Most people don't know much about PostScript except maybe that it was Adobe's first product. The founders of Adobe wrote this powerful graphic programming language to describe pages for printers. Their first customer was Apple. PostScript was used as the page description language for Apple's first laser printer. It enabled the desktop publishing revolution by becoming the lingua franca of printers and publishing systems. Very few people directly wrote PostScript. (I did, but that is another story.) It was usually generated by publishing applications like PageMaker or Quark. It was also generated by print drivers on Mac, Windows and Unix. In those days, mostly programmers who wrote printer drivers wrote PostScript code. The point here is that designers did their layout  by drawing and moving objects on a screen, not by writing code.

CSS, HTML5, and Javascript combine to form the way to describe pages on modern browsers much like PostScript was the way to describe pages on printers. In some cases PostScript was even used to drive displays. Steve Jobs licensed Display PostScript from Adobe as the display language for the NeXT computer before he returned to Apple.

What is missing today is the modern day equivalent of Illustrator and PageMaker for CSS, HTML5 and Javascript. Designers and artists should not need to directly write code to express art or layout. I suspect that many are working in this area. Any day now, I'm hoping that someone or some company will start to release products that bridge this huge gap.
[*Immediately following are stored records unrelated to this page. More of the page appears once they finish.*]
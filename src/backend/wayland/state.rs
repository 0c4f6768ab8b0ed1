//! Protocol object state and event dispatch

use std::collections::HashMap;
use std::fs::File;
use std::io::Write;
use std::os::fd::{AsRawFd, OwnedFd};
use std::sync::atomic::{AtomicBool, Ordering};
use std::sync::Arc;
use std::time::Instant;

use lamco_selection_core::{Format, RequestHandler, Response, SelectionKind, SelectionStore, CURRENT_TIME};
use parking_lot::Mutex;
use tracing::{debug, trace, warn};
use wayland_client::globals::GlobalListContents;
use wayland_client::protocol::wl_registry::WlRegistry;
use wayland_client::protocol::wl_seat::WlSeat;
use wayland_client::{event_created_child, Connection, Dispatch, Proxy, QueueHandle};
use wayland_protocols_wlr::data_control::v1::client::{
    zwlr_data_control_device_v1::{self, ZwlrDataControlDeviceV1},
    zwlr_data_control_manager_v1::ZwlrDataControlManagerV1,
    zwlr_data_control_offer_v1::{self, ZwlrDataControlOfferV1},
    zwlr_data_control_source_v1::{self, ZwlrDataControlSourceV1},
};

use crate::backend::{EventHub, SelectionEvent};

/// Mime types announced for one offer
#[derive(Debug, Default)]
pub(crate) struct OfferMimes(Mutex<Vec<String>>);

impl OfferMimes {
    /// Known formats on offer with the exact mime string to request them by
    pub(crate) fn formats(&self) -> Vec<(Format, String)> {
        self.0
            .lock()
            .iter()
            .filter_map(|mime| Format::from_name(mime).map(|format| (format, mime.clone())))
            .collect()
    }
}

/// Current protocol objects per selection
#[derive(Debug, Default)]
pub(crate) struct Selections {
    pub(crate) device: Option<ZwlrDataControlDeviceV1>,
    pub(crate) offers: HashMap<SelectionKind, ZwlrDataControlOfferV1>,
    pub(crate) sources: HashMap<SelectionKind, ZwlrDataControlSourceV1>,
}

/// State shared between the API side and event dispatch
pub(crate) struct WaylandShared {
    pub(crate) conn: Connection,
    pub(crate) qh: QueueHandle<WaylandState>,
    pub(crate) manager: ZwlrDataControlManagerV1,
    pub(crate) seat: WlSeat,
    pub(crate) primary_supported: bool,
    pub(crate) store: SelectionStore,
    pub(crate) handler: RequestHandler,
    pub(crate) events: EventHub,
    pub(crate) selections: Mutex<Selections>,
    pub(crate) max_size: usize,
    pub(crate) epoch: Instant,
    pub(crate) alive: AtomicBool,
}

impl WaylandShared {
    pub(crate) fn is_alive(&self) -> bool {
        self.alive.load(Ordering::Acquire)
    }

    pub(crate) fn supports(&self, kind: SelectionKind) -> bool {
        match kind {
            SelectionKind::Clipboard => true,
            SelectionKind::Primary => self.primary_supported,
            SelectionKind::Secondary => false,
        }
    }

    fn record_offer(&self, kind: SelectionKind, offer: Option<ZwlrDataControlOfferV1>) {
        trace!(selection = %kind, offer = ?offer.as_ref().map(Proxy::id), "Selection offer");
        let mut selections = self.selections.lock();
        let previous = match offer {
            Some(offer) => selections.offers.insert(kind, offer),
            None => selections.offers.remove(&kind),
        };
        if let Some(previous) = previous {
            previous.destroy();
        }
    }

    /// Replace a device the compositor finished
    fn recreate_device(&self) {
        let mut selections = self.selections.lock();
        if let Some(device) = selections.device.take() {
            device.destroy();
        }
        for (_, offer) in selections.offers.drain() {
            offer.destroy();
        }
        if self.is_alive() {
            debug!("Data device finished, recreating it");
            selections.device = Some(self.manager.get_data_device(&self.seat, &self.qh, ()));
        }
    }

    fn serve(&self, kind: SelectionKind, mime_type: &str, fd: OwnedFd) {
        if let Some(bytes) = reply_bytes(&self.handler, &self.store, kind, mime_type) {
            send_to_pipe(fd, bytes);
        }
    }

    fn source_cancelled(&self, kind: SelectionKind, source: &ZwlrDataControlSourceV1) {
        source.destroy();
        let mut selections = self.selections.lock();
        if selections.sources.get(&kind) == Some(source) {
            selections.sources.remove(&kind);
            drop(selections);
            debug!(selection = %kind, "Source cancelled, ownership lost");
            self.events.emit(SelectionEvent::OwnershipLost(kind));
        }
    }
}

/// Bytes to send for a `Send` event, `None` when the request is refused
fn reply_bytes(handler: &RequestHandler, store: &SelectionStore, kind: SelectionKind, mime_type: &str) -> Option<Vec<u8>> {
    let format = Format::from_name(mime_type);
    match handler.handle(store, kind, format, CURRENT_TIME) {
        Response::Data { bytes, .. } => Some(bytes),
        other => {
            debug!(selection = %kind, mime_type, ?other, "Not serving request");
            None
        }
    }
}

/// Write `bytes` to the peer's pipe on a thread of its own and close it
fn send_to_pipe(fd: OwnedFd, bytes: Vec<u8>) {
    // The compositor may hand out a non-blocking pipe
    if let Err(e) = nix::fcntl::fcntl(fd.as_raw_fd(), nix::fcntl::FcntlArg::F_SETFL(nix::fcntl::OFlag::empty())) {
        debug!("Failed to make pipe blocking: {}", e);
    }

    let spawned = std::thread::Builder::new()
        .name("lamco-wl-send".to_string())
        .spawn(move || {
            let mut pipe = File::from(fd);
            if let Err(e) = pipe.write_all(&bytes) {
                debug!("Peer stopped reading: {}", e);
            }
        });
    if let Err(e) = spawned {
        warn!("Failed to spawn writer thread: {}", e);
    }
}

/// Dispatch state; one is built for every dispatch pass
pub(crate) struct WaylandState {
    pub(crate) shared: Arc<WaylandShared>,
}

impl Dispatch<WlRegistry, GlobalListContents> for WaylandState {
    fn event(
        _state: &mut Self,
        _proxy: &WlRegistry,
        _event: <WlRegistry as Proxy>::Event,
        _data: &GlobalListContents,
        _conn: &Connection,
        _qhandle: &QueueHandle<Self>,
    ) {
        // Globals are resolved once at startup
    }
}

impl Dispatch<WlSeat, ()> for WaylandState {
    fn event(
        _state: &mut Self,
        _proxy: &WlSeat,
        _event: <WlSeat as Proxy>::Event,
        _data: &(),
        _conn: &Connection,
        _qhandle: &QueueHandle<Self>,
    ) {
        // Ignore seat events (capabilities, name)
    }
}

impl Dispatch<ZwlrDataControlManagerV1, ()> for WaylandState {
    fn event(
        _state: &mut Self,
        _proxy: &ZwlrDataControlManagerV1,
        _event: <ZwlrDataControlManagerV1 as Proxy>::Event,
        _data: &(),
        _conn: &Connection,
        _qhandle: &QueueHandle<Self>,
    ) {
        // No events expected from the manager
    }
}

impl Dispatch<ZwlrDataControlDeviceV1, ()> for WaylandState {
    fn event(
        state: &mut Self,
        _proxy: &ZwlrDataControlDeviceV1,
        event: <ZwlrDataControlDeviceV1 as Proxy>::Event,
        _data: &(),
        _conn: &Connection,
        _qhandle: &QueueHandle<Self>,
    ) {
        use zwlr_data_control_device_v1::Event;

        match event {
            Event::DataOffer { id } => trace!("New data offer {:?}", id.id()),
            Event::Selection { id } => state.shared.record_offer(SelectionKind::Clipboard, id),
            Event::PrimarySelection { id } => state.shared.record_offer(SelectionKind::Primary, id),
            Event::Finished => state.shared.recreate_device(),
            _ => debug!("Unhandled data control device event: {:?}", event),
        }
    }

    event_created_child!(WaylandState, ZwlrDataControlDeviceV1, [
        zwlr_data_control_device_v1::EVT_DATA_OFFER_OPCODE => (ZwlrDataControlOfferV1, OfferMimes::default()),
    ]);
}

impl Dispatch<ZwlrDataControlOfferV1, OfferMimes> for WaylandState {
    fn event(
        _state: &mut Self,
        _proxy: &ZwlrDataControlOfferV1,
        event: <ZwlrDataControlOfferV1 as Proxy>::Event,
        mimes: &OfferMimes,
        _conn: &Connection,
        _qhandle: &QueueHandle<Self>,
    ) {
        if let zwlr_data_control_offer_v1::Event::Offer { mime_type } = event {
            mimes.0.lock().push(mime_type);
        }
    }
}

impl Dispatch<ZwlrDataControlSourceV1, SelectionKind> for WaylandState {
    fn event(
        state: &mut Self,
        source: &ZwlrDataControlSourceV1,
        event: <ZwlrDataControlSourceV1 as Proxy>::Event,
        &kind: &SelectionKind,
        _conn: &Connection,
        _qhandle: &QueueHandle<Self>,
    ) {
        use zwlr_data_control_source_v1::Event;

        match event {
            Event::Send { mime_type, fd } => state.shared.serve(kind, &mime_type, fd),
            Event::Cancelled => state.shared.source_cancelled(kind, source),
            _ => debug!("Unhandled data control source event: {:?}", event),
        }
    }
}

#[cfg(test)]
mod tests {
    use super::*;
    use std::io::Read;

    use lamco_selection_core::{Envelope, RegisterType};

    #[test]
    fn test_offer_mimes_keep_original_spelling() {
        let mimes = OfferMimes::default();
        mimes.0.lock().extend([
            "image/png".to_string(),
            "text/plain;charset=UTF-8".to_string(),
            "UTF8_STRING".to_string(),
        ]);
        let formats = mimes.formats();
        assert_eq!(
            formats,
            vec![
                (Format::PlainUtf8, "text/plain;charset=UTF-8".to_string()),
                (Format::Utf8String, "UTF8_STRING".to_string()),
            ]
        );
    }

    fn store_with(text: &'static str) -> SelectionStore {
        let store = SelectionStore::new();
        store.write(SelectionKind::Clipboard, Some(Envelope::utf8(RegisterType::Line, text)), 1);
        store
    }

    #[test]
    fn test_text_mime_served() {
        let store = store_with("line\n");
        let handler = RequestHandler::default();

        let bytes = reply_bytes(&handler, &store, SelectionKind::Clipboard, "text/plain;charset=utf-8");
        assert_eq!(bytes.as_deref(), Some(&b"line\n"[..]));
        let bytes = reply_bytes(&handler, &store, SelectionKind::Clipboard, "UTF8_STRING");
        assert_eq!(bytes.as_deref(), Some(&b"line\n"[..]));
    }

    #[test]
    fn test_unservable_requests_refused() {
        let store = store_with("line\n");
        let handler = RequestHandler::default();

        assert!(reply_bytes(&handler, &store, SelectionKind::Clipboard, "image/png").is_none());
        assert!(reply_bytes(&handler, &store, SelectionKind::Clipboard, "TARGETS").is_none());
        assert!(reply_bytes(&handler, &store, SelectionKind::Primary, "UTF8_STRING").is_none());
    }

    #[test]
    fn test_send_to_nonblocking_pipe_delivers_everything() {
        let (read, write) = nix::unistd::pipe().unwrap();
        nix::fcntl::fcntl(
            write.as_raw_fd(),
            nix::fcntl::FcntlArg::F_SETFL(nix::fcntl::OFlag::O_NONBLOCK),
        )
        .unwrap();
        // Larger than a pipe buffer, so the writer has to wait for us
        let payload: Vec<u8> = (0..256 * 1024).map(|i| (i % 251) as u8).collect();

        send_to_pipe(write, payload.clone());

        let mut received = Vec::new();
        File::from(read).read_to_end(&mut received).unwrap();
        assert_eq!(received, payload);
    }
}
Part of the problem is how to make a tool that will have the universal appeal of a PageMaker or Illustrator. Those applications were massively popular because of how well they solved the problems of laying out a page and drawing in vectors. Given the broad and somewhat disjointed characteristics of CSS, HTML5, and Javascript, coming up with a UI to rule them all is a big opportunity for UI gurus. How to make the result efficient enough to be useful in a production environment represents a significant programming challenge.

Adobe is the most likely to succeed in this if they can figure out how to market such a thing without undercutting Flash. Apple may also do something here.